Beginning with the first line of the data below, extract each line up to and including the one containing "let credentials = (!config.username.is_empty())". Copy them exactly and add nothing.

*** Material for this exercise

//! HTTP client for the Transmission RPC endpoint.
//!
//! # Design
//! - Transmission answers the first request of a session with `409` and an
//!   `X-Transmission-Session-Id` header; the id is cached and the request
//!   retried once.
//! - Transport failures are mapped onto `DaemonError` so callers can tell
//!   fatal conditions (bad credentials, no connection) from per-call ones.

use std::time::Duration;

use async_trait::async_trait;
use reqwest::{Client, StatusCode};
use serde::de::DeserializeOwned;
use serde_json::{Value, json};
use tlever_config::ClientConfig;
use tlever_torrent_core::{
    DaemonError, DaemonResult, DaemonSession, SessionInfo, TorrentChange, TorrentSnapshot,
};
use tokio::sync::RwLock;
use tracing::debug;
use url::Url;

use crate::wire::{
    Envelope, SESSION_FIELDS, TORRENT_FIELDS, TorrentList, WireSession, torrent_set_arguments,
};

/// Header carrying the CSRF session id.
pub const SESSION_ID_HEADER: &str = "X-Transmission-Session-Id";
const SUCCESS: &str = "success";

/// Parse the RPC endpoint assembled from `config`.
///
/// # Errors
///
/// Returns the URL parser's error when the host or path cannot form a URL.
pub fn parse_endpoint(config: &ClientConfig) -> Result<Url, url::ParseError> {
    Url::parse(&config.endpoint())
}

/// `DaemonSession` backed by a Transmission RPC endpoint.
pub struct TransmissionClient {
    http: Client,
    endpoint: Url,
    credentials: Option<(String, String)>,
    session_id: RwLock<Option<String>>,
}

impl TransmissionClient {
    /// Build a client for the endpoint described by `config`.
    ///
    /// # Errors
    ///
    /// Returns `DaemonError::Transport` when the endpoint URL is malformed or
    /// the HTTP client cannot be constructed.
    pub fn new(config: &ClientConfig) -> DaemonResult<Self> {
        let endpoint = parse_endpoint(config).map_err(|err| DaemonError::Transport {
            method: "client.build",
            detail: format!("invalid endpoint '{}': {err}", config.endpoint()),
        })?;
        let http = Client::builder()
            .timeout(Duration::from_secs(config.timeout_secs))
            .build()
            .map_err(|err| DaemonError::Transport {
                method: "client.build",
                detail: err.to_string(),
            })?;
        let credentials = (!config.username.is_empty())
            .then(|| (config.username.clone(), config.password.clone()));

        Ok(Self {
            http,
            endpoint,
            credentials,
            session_id: RwLock::new(None),
        })
    }

    /// Endpoint requests are posted to.
    #[must_use]
    pub const fn endpoint(&self) -> &Url {
        &self.endpoint
    }

    async fn call<T: DeserializeOwned>(
        &self,
        method: &'static str,
        arguments: Value,
    ) -> DaemonResult<T> {
        let body = json!({ "method": method, "arguments": arguments });
        let mut retried = false;
        loop {
            let mut request = self.http.post(self.endpoint.clone()).json(&body);
            if let Some((username, password)) = &self.credentials {
                request = request.basic_auth(username, Some(password));
            }
            if let Some(id) = self.session_id.read().await.as_deref() {
                request = request.header(SESSION_ID_HEADER, id);
            }

            let response = request
                .send()
                .await
                .map_err(|err| self.send_error(method, &err))?;

            match response.status() {
                StatusCode::CONFLICT if !retried => {
                    let id = response
                        .headers()
                        .get(SESSION_ID_HEADER)
                        .and_then(|value| value.to_str().ok())
                        .ok_or_else(|| DaemonError::Transport {
                            method,
                            detail: "409 response without a session id".to_string(),
                        })?;
                    debug!(method, "refreshing daemon session id");
                    *self.session_id.write().await = Some(id.to_string());
                    retried = true;
                    continue;
                }
                StatusCode::UNAUTHORIZED | StatusCode::FORBIDDEN => {
                    return Err(DaemonError::Unauthorized);
                }
                status if !status.is_success() => {
                    return Err(DaemonError::Transport {
                        method,
                        detail: format!("unexpected status {status}"),
                    });
                }
                _ => {}
            }

            let envelope: Envelope = response.json().await.map_err(|err| DaemonError::Decode {
                method,
                detail: err.to_string(),
            })?;
            if envelope.result != SUCCESS {
                return Err(DaemonError::Rpc {
                    method,
                    result: envelope.result,
                });
            }
            return serde_json::from_value(envelope.arguments).map_err(|err| {
                DaemonError::Decode {
                    method,
                    detail: err.to_string(),
                }
            });
        }
    }

    fn send_error(&self, method: &'static str, err: &reqwest::Error) -> DaemonError {
        if err.is_connect() {
            DaemonError::Unreachable {
                endpoint: self.endpoint.to_string(),
                detail: err.to_string(),
            }
        } else {
            DaemonError::Transport {
                method,
                detail: err.to_string(),
            }
        }
    }

    async fn torrents(&self, ids: Option<&[String]>) -> DaemonResult<Vec<TorrentSnapshot>> {
        const METHOD: &str = "torrent-get";
        let mut arguments = json!({ "fields": TORRENT_FIELDS });
        if let Some(ids) = ids {
            arguments["ids"] = json!(ids);
        }
        let list: TorrentList = self.call(METHOD, arguments).await?;
        list.torrents
            .into_iter()
            .map(|torrent| torrent.into_snapshot(METHOD))
            .collect()
    }

    async fn call_unit(&self, method: &'static str, arguments: Value) -> DaemonResult<()> {
        self.call::<Value>(method, arguments).await.map(|_| ())
    }
}

#[async_trait]
impl DaemonSession for TransmissionClient {
    async fn get_torrent(&self, hash: &str) -> DaemonResult<TorrentSnapshot> {
        self.torrents(Some(&[hash.to_string()]))
            .await?
            .into_iter()
            .find(|torrent| torrent.hash.eq_ignore_ascii_case(hash))
            .ok_or_else(|| DaemonError::NotFound {
                hash: hash.to_string(),
            })
    }

    async fn get_torrents(&self) -> DaemonResult<Vec<TorrentSnapshot>> {
        self.torrents(None).await
    }

    async fn change_torrent(&self, ids: &[String], change: TorrentChange) -> DaemonResult<()> {
        if change.is_empty() {
            return Ok(());
        }
        self.call_unit("torrent-set", torrent_set_arguments(ids, &change))
            .await
    }

    async fn move_torrent_data(&self, ids: &[String], location: &str) -> DaemonResult<()> {
        self.call_unit(
            "torrent-set-location",
            json!({ "ids": ids, "location": location, "move": true }),
        )
        .await
    }

    async fn start_torrent(&self, ids: &[String]) -> DaemonResult<()> {
        self.call_unit("torrent-start", json!({ "ids": ids })).await
    }

    async fn get_session(&self) -> DaemonResult<SessionInfo> {
        let wire: WireSession = self
            .call("session-get", json!({ "fields": SESSION_FIELDS }))
            .await?;
        Ok(wire.into())
    }
}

******

* [Result for this exercise]
//! HTTP client for the Transmission RPC endpoint.
//!
//! # Design
//! - Transmission answers the first request of a session with `409` and an
//!   `X-Transmission-Session-Id` header; the id is cached and the request
//!   retried once.
//! - Transport failures are mapped onto `DaemonError` so callers can tell
//!   fatal conditions (bad credentials, no connection) from per-call ones.

use std::time::Duration;

use async_trait::async_trait;
use reqwest::{Client, StatusCode};
use serde::de::DeserializeOwned;
use serde_json::{Value, json};
use tlever_config::ClientConfig;
use tlever_torrent_core::{
    DaemonError, DaemonResult, DaemonSession, SessionInfo, TorrentChange, TorrentSnapshot,
};
use tokio::sync::RwLock;
use tracing::debug;
use url::Url;

use crate::wire::{
    Envelope, SESSION_FIELDS, TORRENT_FIELDS, TorrentList, WireSession, torrent_set_arguments,
};

/// Header carrying the CSRF session id.
pub const SESSION_ID_HEADER: &str = "X-Transmission-Session-Id";
const SUCCESS: &str = "success";

/// Parse the RPC endpoint assembled from `config`.
///
/// # Errors
///
/// Returns the URL parser's error when the host or path cannot form a URL.
pub fn parse_endpoint(config: &ClientConfig) -> Result<Url, url::ParseError> {
    Url::parse(&config.endpoint())
}

/// `DaemonSession` backed by a Transmission RPC endpoint.
pub struct TransmissionClient {
    http: Client,
    endpoint: Url,
    credentials: Option<(String, String)>,
    session_id: RwLock<Option<String>>,
}

impl TransmissionClient {
    /// Build a client for the endpoint described by `config`.
    ///
    /// # Errors
    ///
    /// Returns `DaemonError::Transport` when the endpoint URL is malformed or
    /// the HTTP client cannot be constructed.
    pub fn new(config: &ClientConfig) -> DaemonResult<Self> {
        let endpoint = parse_endpoint(config).map_err(|err| DaemonError::Transport {
            method: "client.build",
            detail: format!("invalid endpoint '{}': {err}", config.endpoint()),
        })?;
        let http = Client::builder()
            .timeout(Duration::from_secs(config.timeout_secs))
            .build()
            .map_err(|err| DaemonError::Transport {
                method: "client.build",
                detail: err.to_string(),
            })?;
        let credentials = (!config.username.is_empty())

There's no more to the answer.